In occasione dell’audizione chiesta dall’Unione, svoltasi presso il Garante in data XX, l’Unione, a integrazione di quanto sopra, ha dichiarato, tra le altre cose, che “nella prospettiva della responsabilizzazione, il titolare ha ritenuto che il riferimento al solo numero di matricola, che era conosciuto solo da quattro persone nell’ambito dell’Ufficio del Personale e che era distinto da quello utilizzato nel gestionale delle presenze, fosse sufficiente a tutelare l’interessata e ad impedirne l’identificazione anche indiretta”.
3. Esito dell’attività istruttoria.
La disciplina di protezione dei dati personali prevede che i soggetti pubblici, anche qualora operino nello svolgimento dei propri compiti di datori di lavoro, possono trattare i dati personali (art. 4, n. 1, del Regolamento) dei dipendenti, se il trattamento è necessario “per adempiere un obbligo legale al quale è soggetto il titolare del trattamento” (si pensi a specifici obblighi o compiti previsti dalla legge per finalità di gestione del rapporto di lavoro; cfr. art. 88 del Regolamento) oppure “per l’esecuzione di un compito di interesse pubblico o connesso all’esercizio di pubblici poteri di cui è investito il titolare del trattamento” (art. 6, par. 1, lett. c) ed e) del Regolamento).
La normativa europea prevede che “gli Stati membri possono mantenere o introdurre disposizioni più specifiche per adeguare l’applicazione delle norme del presente regolamento con riguardo al trattamento, in conformità del paragrafo 1, lettere c) ed e), determinando con maggiore precisione requisiti specifici per il trattamento e altre misure atte a garantire un trattamento lecito e corretto […]” (art. 6, par. 2, del Regolamento). Al riguardo, si evidenzia che l’operazione di diffusione di dati personali (come la pubblicazione su Internet), da parte di soggetti pubblici, è ammessa solo quando prevista da una norma di legge o, nei casi previsti dalla legge, di regolamento (art. 2-ter, commi 1 e 3, del Codice).

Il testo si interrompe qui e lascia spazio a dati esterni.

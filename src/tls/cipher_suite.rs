//! Per-direction AEAD key material and nonce derivation, generic over the
//! concrete RustCrypto cipher type.
//!
//! Mirrors the shape of a classic `key_size`/`nonce_size`/`encrypt`/`decrypt`
//! AEAD seam but targets the `aead` crate's `AeadInPlace` trait that
//! `aes-gcm`, `chacha20poly1305`,
//! and `aegis` all implement, so the same generic code drives all three
//! suites with zero dynamic dispatch: each `Cipher` enum variant (see
//! `cipher.rs`) is monomorphized over its concrete cipher type at compile
//! time and dispatch is a single `match` over the enum, never a `dyn Trait`
//! call per record.

use aead::{AeadInPlace, Nonce, Tag};
use generic_array::typenum::U16;

use crate::error::Error;

/// Tracks a single direction's (encrypt- or decrypt-) monotonic sequence
/// counter. `seq == u64::MAX` is treated as the terminal "no further
/// records may be sent under this key" state: per RFC 8446 §5.5 the
/// counter must never wrap, so the crate reserves the top value rather
/// than allow a 2^64th record to reuse nonce 0.
#[derive(Debug, Clone, Copy, Default)]
pub(crate) struct SequenceCounter {
    seq: u64,
}

impl SequenceCounter {
    pub fn new() -> Self {
        Self { seq: 0 }
    }

    /// Returns the sequence number to use for the next record without
    /// consuming it. Call `advance` only after the record has actually been
    /// produced, so a caller that bails out early (e.g. `BufferTooSmall`)
    /// never burns a sequence number it didn't use.
    pub fn peek(&self) -> Result<u64, Error> {
        if self.seq == u64::MAX {
            Err(Error::SequenceOverflow)
        } else {
            Ok(self.seq)
        }
    }

    pub fn advance(&mut self) {
        debug_assert!(self.seq != u64::MAX);
        self.seq += 1;
    }
}

/// Derives the per-record nonce for TLS 1.3 AEAD suites (RFC 8446 §5.3):
/// the static IV with the big-endian sequence number XORed into its
/// rightmost 8 bytes.
pub(crate) fn derive_nonce<N: generic_array::ArrayLength<u8>>(
    static_iv: &generic_array::GenericArray<u8, N>,
    seq: u64,
) -> generic_array::GenericArray<u8, N> {
    let mut nonce = static_iv.clone();
    let seq_be = seq.to_be_bytes();
    let n = nonce.len();
    debug_assert!(n >= seq_be.len());
    for i in 0..seq_be.len() {
        nonce[n - seq_be.len() + i] ^= seq_be[i];
    }
    nonce
}

/// One direction's worth of AEAD state: the constructed cipher instance,
/// its static IV, and its sequence counter. Generic over any concrete
/// cipher implementing `AeadInPlace` with a 16-byte tag (the only tag size
/// this crate's zero-copy engine and wire format support).
pub(crate) struct AeadDirection<C: AeadInPlace<TagSize = U16>> {
    cipher: C,
    static_iv: Nonce<C>,
    seq: SequenceCounter,
}

impl<C: AeadInPlace<TagSize = U16>> AeadDirection<C> {
    pub fn new(cipher: C, static_iv: Nonce<C>) -> Self {
        Self {
            cipher,
            static_iv,
            seq: SequenceCounter::new(),
        }
    }

    fn nonce_for(&self, seq: u64) -> Nonce<C> {
        derive_nonce(&self.static_iv, seq)
    }

    /// Encrypts `buffer` (containing only plaintext on entry) in place,
    /// appending nothing; the tag is returned separately so the caller can
    /// place it immediately after the ciphertext in the record buffer.
    /// Reserves (but does not advance) the sequence number used; the
    /// caller must call `advance()` once the output has actually been
    /// written to its destination.
    pub fn encrypt_in_place_detached(
        &mut self,
        aad: &[u8],
        buffer: &mut [u8],
    ) -> Result<Tag<C>, Error> {
        let seq = self.seq.peek()?;
        let nonce = self.nonce_for(seq);
        let tag = self
            .cipher
            .encrypt_in_place_detached(&nonce, aad, buffer)
            .map_err(|_| Error::Decode("AEAD encryption failed"))?;
        self.seq.advance();
        Ok(tag)
    }

    /// Verifies and decrypts `buffer` (ciphertext, no tag) in place against
    /// `tag`. On success the sequence counter advances; on a MAC failure it
    /// does not (the connection is about to be torn down anyway).
    pub fn decrypt_in_place_detached(
        &mut self,
        aad: &[u8],
        buffer: &mut [u8],
        tag: &Tag<C>,
    ) -> Result<(), Error> {
        let seq = self.seq.peek()?;
        let nonce = self.nonce_for(seq);
        self.cipher
            .decrypt_in_place_detached(&nonce, aad, buffer, tag)
            .map_err(|_| Error::BadRecordMac)?;
        self.seq.advance();
        Ok(())
    }

    /// The sequence number that would be used for the *next* call, for
    /// tests and for the auxiliary key-update check performed after a
    /// successful decrypt.
    #[cfg(test)]
    pub fn peek_seq(&self) -> Result<u64, Error> {
        self.seq.peek()
    }
}

#[cfg(test)]
mod tests {
    use super::*;
    use generic_array::GenericArray;
    use generic_array::typenum::U12;

    #[test]
    fn nonce_derivation_xors_only_the_trailing_eight_bytes() {
        let iv: GenericArray<u8, U12> = GenericArray::clone_from_slice(&[0xAAu8; 12]);
        let nonce = derive_nonce(&iv, 1);
        assert_eq!(&nonce[..4], &[0xAA; 4]);
        assert_eq!(nonce[11], 0xAA ^ 1);
    }

    #[test]
    fn sequence_counter_rejects_use_at_u64_max() {
        let mut counter = SequenceCounter::new();
        counter.seq = u64::MAX;
        assert!(matches!(counter.peek(), Err(Error::SequenceOverflow)));
    }

    #[test]
    fn sequence_counter_advances_by_one_per_use() {
        let mut counter = SequenceCounter::new();
        assert_eq!(counter.peek().unwrap(), 0);
        counter.advance();
        assert_eq!(counter.peek().unwrap(), 1);
        counter.advance();
        assert_eq!(counter.peek().unwrap(), 2);
    }
}
//! Wire-level constants for the TLS record layer (RFC 5246 §6.2, RFC 8446 §5).

/// `ProtocolVersion` value used on the wire for TLS 1.0 (only ever seen in
/// the very first record of a handshake for backwards compatibility).
pub const TLS_1_0_VERSION: u16 = 0x0301;

/// `ProtocolVersion` value used on the wire by both TLS 1.2 and TLS 1.3
/// records (TLS 1.3 always advertises 1.2 at the record layer).
pub const TLS_1_2_VERSION: u16 = 0x0303;

/// Number of bytes in a `TLSPlaintext`/`TLSCiphertext` header:
/// `content_type (1) || legacy_record_version (2) || length (2)`.
pub const RECORD_HEADER_LEN: usize = 5;

/// Maximum size of a plaintext fragment per record (2^14), per RFC 8446 §5.1.
pub const MAX_PLAINTEXT_RECORD_LEN: usize = 1 << 14;

/// Maximum size of a `TLSCiphertext.encrypted_record` payload: plaintext
/// limit plus 256 bytes of headroom for the content-type byte, padding, and
/// the AEAD tag/MAC.
pub const MAX_CIPHERTEXT_RECORD_LEN: usize = MAX_PLAINTEXT_RECORD_LEN + 256;

/// Tag length, in bytes, of every AEAD suite this crate supports for
/// zero-copy decryption (AES-GCM, ChaCha20-Poly1305, AEGIS-128L all use a
/// 16-byte tag).
pub const AEAD_TAG_LEN: usize = 16;

/// Default alignment requirement (in bytes) the zero-copy engine enforces
/// on both the ciphertext and output pointers before it will decrypt
/// in place. Matches typical cache-line-friendly allocator alignment.
pub const DEFAULT_INPLACE_ALIGNMENT: usize = 16;

/// Maximum forward offset (`output.ptr - ciphertext.ptr`) the zero-copy
/// engine considers safe for in-place decryption: at most one AEAD tag's
/// worth of headroom.
pub const MAX_INPLACE_FORWARD_OFFSET: usize = AEAD_TAG_LEN;

/// Worst-case number of bytes a single plaintext fragment grows by once
/// framed and encrypted, across every suite this crate supports: the 5-byte
/// record header plus either the AEAD path (1-byte inner content type + a
/// 16-byte tag = 17 bytes) or the CBC-HMAC path (a 16-byte explicit IV +
/// 32-byte HMAC-SHA256 MAC + up to 16 bytes of PKCS#7 padding = 64 bytes),
/// whichever is larger. Used to size an encrypt-side scratch buffer from a
/// fragment count without hard-coding a fixed-size margin that a large
/// write could exceed.
pub const MAX_RECORD_EXPANSION: usize = RECORD_HEADER_LEN + 64;
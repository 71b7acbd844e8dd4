//! TLS alert protocol (RFC 8446 §6). The handshake subsystem owns alert
//! *parsing* (it already has the full message framing); this module only
//! covers what the data plane needs to emit a best-effort alert before
//! closing a connection it has failed.

/// `AlertLevel` per RFC 8446 §6. TLS 1.3 treats every alert the data plane
/// would send as effectively fatal, but the wire field is still two values.
#[derive(Debug, Clone, Copy, PartialEq, Eq)]
#[repr(u8)]
pub enum AlertLevel {
    Warning = 1,
    Fatal = 2,
}

/// Subset of `AlertDescription` (RFC 8446 §6) that the data plane can
/// originate. The handshake subsystem's own alert type is a superset of
/// this; the data plane never needs to send e.g. `certificate_expired`.
#[derive(Debug, Clone, Copy, PartialEq, Eq)]
#[repr(u8)]
pub enum AlertDescription {
    CloseNotify = 0,
    UnexpectedMessage = 10,
    BadRecordMac = 20,
    RecordOverflow = 22,
    DecodeError = 50,
    DecryptError = 51,
    InternalError = 80,
}

/// A single alert message: two bytes on the wire, `level || description`.
#[derive(Debug, Clone, Copy)]
pub struct Alert {
    pub level: AlertLevel,
    pub description: AlertDescription,
}

impl Alert {
    pub fn fatal(description: AlertDescription) -> Self {
        Self {
            level: AlertLevel::Fatal,
            description,
        }
    }

    pub fn close_notify() -> Self {
        Self {
            level: AlertLevel::Warning,
            description: AlertDescription::CloseNotify,
        }
    }

    /// Serializes this alert as the two-byte `AlertInner` payload. The
    /// caller is responsible for wrapping this in a `Record` with
    /// `content_type = alert` and encrypting it with the current cipher,
    /// same as any other outbound record.
    pub fn to_bytes(self) -> [u8; 2] {
        [self.level as u8, self.description as u8]
    }
}

#[cfg(test)]
mod tests {
    use super::*;

    #[test]
    fn fatal_alert_serializes_level_then_description() {
        let alert = Alert::fatal(AlertDescription::BadRecordMac);
        assert_eq!(alert.to_bytes(), [2, 20]);
    }

    #[test]
    fn close_notify_is_a_warning() {
        let alert = Alert::close_notify();
        assert_eq!(alert.level, AlertLevel::Warning);
        assert_eq!(alert.to_bytes(), [1, 0]);
    }
}
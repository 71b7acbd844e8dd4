//! Record-sized buffer pooling: a mutex-guarded `BufferPool` shared across
//! the connections on a thread pool, plus a lock-free `ThreadLocalPool`
//! fast path for a single owning thread.

use std::marker::PhantomData;
use std::sync::Arc;

use parking_lot::Mutex;

struct Slot {
    data: Vec<u8>,
    in_use: bool,
    generation: u32,
}

struct Inner {
    slots: Vec<Slot>,
    hits: u64,
    misses: u64,
    deallocations: u64,
    active_buffers: usize,
    peak_buffers: usize,
}

/// Point-in-time accounting snapshot of pool usage.
#[derive(Debug, Clone, Copy, Default)]
pub struct BufferPoolStats {
    pub hits: u64,
    pub misses: u64,
    pub deallocations: u64,
    pub active_buffers: usize,
    pub peak_buffers: usize,
}

/// A fixed-buffer-size pool of record-sized byte slabs. `acquire`/`release`
/// are O(number of slots) / O(1) amortized and guarded by a single
/// `parking_lot::Mutex`. Ordering under contention is first-free-wins, not
/// LRU.
pub struct BufferPool {
    buffer_size: usize,
    inner: Mutex<Inner>,
}

impl BufferPool {
    pub fn new(buffer_size: usize) -> Arc<Self> {
        Arc::new(Self {
            buffer_size,
            inner: Mutex::new(Inner {
                slots: Vec::new(),
                hits: 0,
                misses: 0,
                deallocations: 0,
                active_buffers: 0,
                peak_buffers: 0,
            }),
        })
    }

    pub fn buffer_size(&self) -> usize {
        self.buffer_size
    }

    /// Scans for a free slot; if none is free, grows the pool by one slot.
    /// Never blocks on I/O — the only wait is the mutex itself.
    pub fn acquire(self: &Arc<Self>) -> PooledBuffer {
        let mut inner = self.inner.lock();

        let slot_index = match inner.slots.iter().position(|s| !s.in_use) {
            Some(i) => {
                inner.hits += 1;
                i
            }
            None => {
                inner.slots.push(Slot {
                    data: vec![0u8; self.buffer_size],
                    in_use: false,
                    generation: 0,
                });
                inner.misses += 1;
                inner.slots.len() - 1
            }
        };

        let slot = &mut inner.slots[slot_index];
        slot.in_use = true;
        slot.generation = slot.generation.wrapping_add(1);
        let generation = slot.generation;
        let ptr = slot.data.as_mut_ptr();
        let len = slot.data.len();

        inner.active_buffers += 1;
        if inner.active_buffers > inner.peak_buffers {
            inner.peak_buffers = inner.active_buffers;
        }

        PooledBuffer {
            pool: self.clone(),
            generation,
            ptr,
            len,
        }
    }

    pub fn stats(&self) -> BufferPoolStats {
        let inner = self.inner.lock();
        BufferPoolStats {
            hits: inner.hits,
            misses: inner.misses,
            deallocations: inner.deallocations,
            active_buffers: inner.active_buffers,
            peak_buffers: inner.peak_buffers,
        }
    }

    /// Locates the slot owning `ptr` by pointer identity and releases it,
    /// asserting the generation matches: a released handle whose
    /// generation does not match the pool entry signals a double release.
    fn release(&self, ptr: *mut u8, len: usize, generation: u32) {
        let mut inner = self.inner.lock();
        assert_eq!(len, self.buffer_size, "released buffer size does not match this pool");

        let slot_index = inner
            .slots
            .iter()
            .position(|s| s.data.as_ptr() as *mut u8 == ptr)
            .expect("released buffer does not belong to this pool");

        let slot = &mut inner.slots[slot_index];
        assert!(slot.in_use, "double release: slot already free");
        assert_eq!(slot.generation, generation, "double release: generation mismatch");

        slot.in_use = false;
        inner.deallocations += 1;
        inner.active_buffers -= 1;
    }
}

/// RAII handle to a buffer checked out of a [`BufferPool`]. `Drop` returns
/// it, so a panicking caller can never leak a slot. The `generation` field
/// exists purely for debug-time double-release detection: a production
/// build could elide the assertion but the field stays part of the
/// handle's shape.
pub struct PooledBuffer {
    pool: Arc<BufferPool>,
    generation: u32,
    ptr: *mut u8,
    len: usize,
}

// SAFETY: a `PooledBuffer` exclusively owns the slice `[ptr, ptr+len)` for
// its lifetime — the pool hands out a given slot to exactly one live
// handle at a time (enforced by the `in_use` flag under the pool's mutex),
// and the slot's backing `Vec<u8>` never reallocates or moves once
// created, so the pointer stays valid for as long as the owning `Arc` is
// held.
unsafe impl Send for PooledBuffer {}

impl PooledBuffer {
    pub fn generation(&self) -> u32 {
        self.generation
    }

    pub fn len(&self) -> usize {
        self.len
    }

    pub fn is_empty(&self) -> bool {
        self.len == 0
    }
}

impl std::ops::Deref for PooledBuffer {
    type Target = [u8];

    fn deref(&self) -> &[u8] {
        unsafe { std::slice::from_raw_parts(self.ptr, self.len) }
    }
}

impl std::ops::DerefMut for PooledBuffer {
    fn deref_mut(&mut self) -> &mut [u8] {
        unsafe { std::slice::from_raw_parts_mut(self.ptr, self.len) }
    }
}

impl Drop for PooledBuffer {
    fn drop(&mut self) {
        self.pool.release(self.ptr, self.len, self.generation);
    }
}

/// Single-threaded fast path: a stack of up to 8 cached buffers with no
/// locking. `!Send`/`!Sync` by construction — sharing one
/// across threads would race the stack top without any synchronization.
pub struct ThreadLocalPool {
    buffer_size: usize,
    cache: Vec<Vec<u8>>,
    _not_shareable: PhantomData<*const ()>,
}

const THREAD_LOCAL_POOL_CAPACITY: usize = 8;

impl ThreadLocalPool {
    pub fn new(buffer_size: usize) -> Self {
        Self {
            buffer_size,
            cache: Vec::with_capacity(THREAD_LOCAL_POOL_CAPACITY),
            _not_shareable: PhantomData,
        }
    }

    pub fn acquire(&mut self) -> Vec<u8> {
        self.cache.pop().unwrap_or_else(|| vec![0u8; self.buffer_size])
    }

    pub fn release(&mut self, buf: Vec<u8>) {
        assert_eq!(buf.len(), self.buffer_size, "released buffer size does not match this pool");
        if self.cache.len() < THREAD_LOCAL_POOL_CAPACITY {
            self.cache.push(buf);
        }
        // else: drop it, letting the allocator reclaim it.
    }

    pub fn cached_count(&self) -> usize {
        self.cache.len()
    }
}

#[cfg(test)]
mod tests {
    use super::*;

    #[test]
    fn acquire_release_cycle_balances_active_buffers() {
        let pool = BufferPool::new(128);

        let a = pool.acquire();
        let b = pool.acquire();
        drop(a);
        drop(b);

        let stats = pool.stats();
        assert_eq!(stats.active_buffers, 0);
        assert_eq!(stats.hits + stats.misses, 2);
    }

    #[test]
    fn reuse_after_release_counts_as_a_hit_and_bumps_generation() {
        let pool = BufferPool::new(64);

        let a = pool.acquire();
        let gen1 = a.generation();
        drop(a);

        let b = pool.acquire();
        assert_ne!(b.generation(), gen1);

        let stats = pool.stats();
        assert_eq!(stats.hits, 1);
        assert_eq!(stats.misses, 1);
    }

    #[test]
    #[should_panic(expected = "double release")]
    fn double_release_with_stale_generation_panics() {
        let pool = BufferPool::new(32);
        let handle = pool.acquire();
        let ptr = handle.ptr;
        let len = handle.len;
        let generation = handle.generation;
        std::mem::forget(handle);

        pool.release(ptr, len, generation);
        // Second release with the same (now-stale) generation must panic:
        // the slot is already free.
        pool.release(ptr, len, generation);
    }

    #[test]
    fn pool_grows_to_six_slots_and_reuses_on_the_seventh_acquire() {
        let pool = BufferPool::new(16);

        let handles: Vec<_> = (0..6).map(|_| pool.acquire()).collect();
        drop(handles);

        let hits_before = pool.stats().hits;
        let _one_more = pool.acquire();
        let stats = pool.stats();

        assert!(stats.hits > hits_before);
        assert_eq!(stats.active_buffers, 1);
        assert_eq!(stats.peak_buffers, 6);
    }

    #[test]
    fn thread_local_pool_caches_up_to_capacity() {
        let mut pool = ThreadLocalPool::new(16);
        let bufs: Vec<_> = (0..10).map(|_| pool.acquire()).collect();
        for b in bufs {
            pool.release(b);
        }
        assert_eq!(pool.cached_count(), THREAD_LOCAL_POOL_CAPACITY);
    }
}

In ogni caso, il trattamento dei dati relativi alle condanne penali e ai reati o a connesse misure di sicurezza può avvenire soltanto sotto il controllo dell'autorità pubblica o se il trattamento è autorizzato dal diritto dell'Unione o degli Stati membri che preveda garanzie appropriate per i diritti e le libertà degli interessati (art. 10 del Regolamento), ovvero solo qualora il trattamento sia autorizzato da una norma di legge o, nei casi previsti dalla legge, di regolamento (art. 2-octies del Codice).
Il titolare del trattamento è tenuto, inoltre, a rispettare i principi in materia di protezione dei dati, fra i quali quello di “liceità, correttezza e trasparenza” nonché di “minimizzazione”, in base ai quali i dati personali devono essere “trattati in modo lecito, corretto e trasparente nei confronti dell’interessato” e devono essere “adeguati, pertinenti e limitati a quanto necessario rispetto alle finalità per le quali sono trattati” (art. 5, par. 1, lett. a) e c), del Regolamento).
In particolare, nel rispetto del principio di “minimizzazione dei dati” (art. 5, par. 1, lett. c), del Regolamento), anche in presenza di un obbligo di pubblicazione, i soggetti chiamati a darvi attuazione non possono comunque diffondere i dati personali eccedenti o non pertinenti (cfr. provv. n. 243 del 15 maggio 2014, Linee guida in materia di trattamento di dati personali, contenuti anche in atti e documenti amministrativi, effettuato per finalità di pubblicità e trasparenza sul web da soggetti pubblici e da altri enti obbligati, doc. web n. 3134436, parte seconda, parr. 1 e 3.a.).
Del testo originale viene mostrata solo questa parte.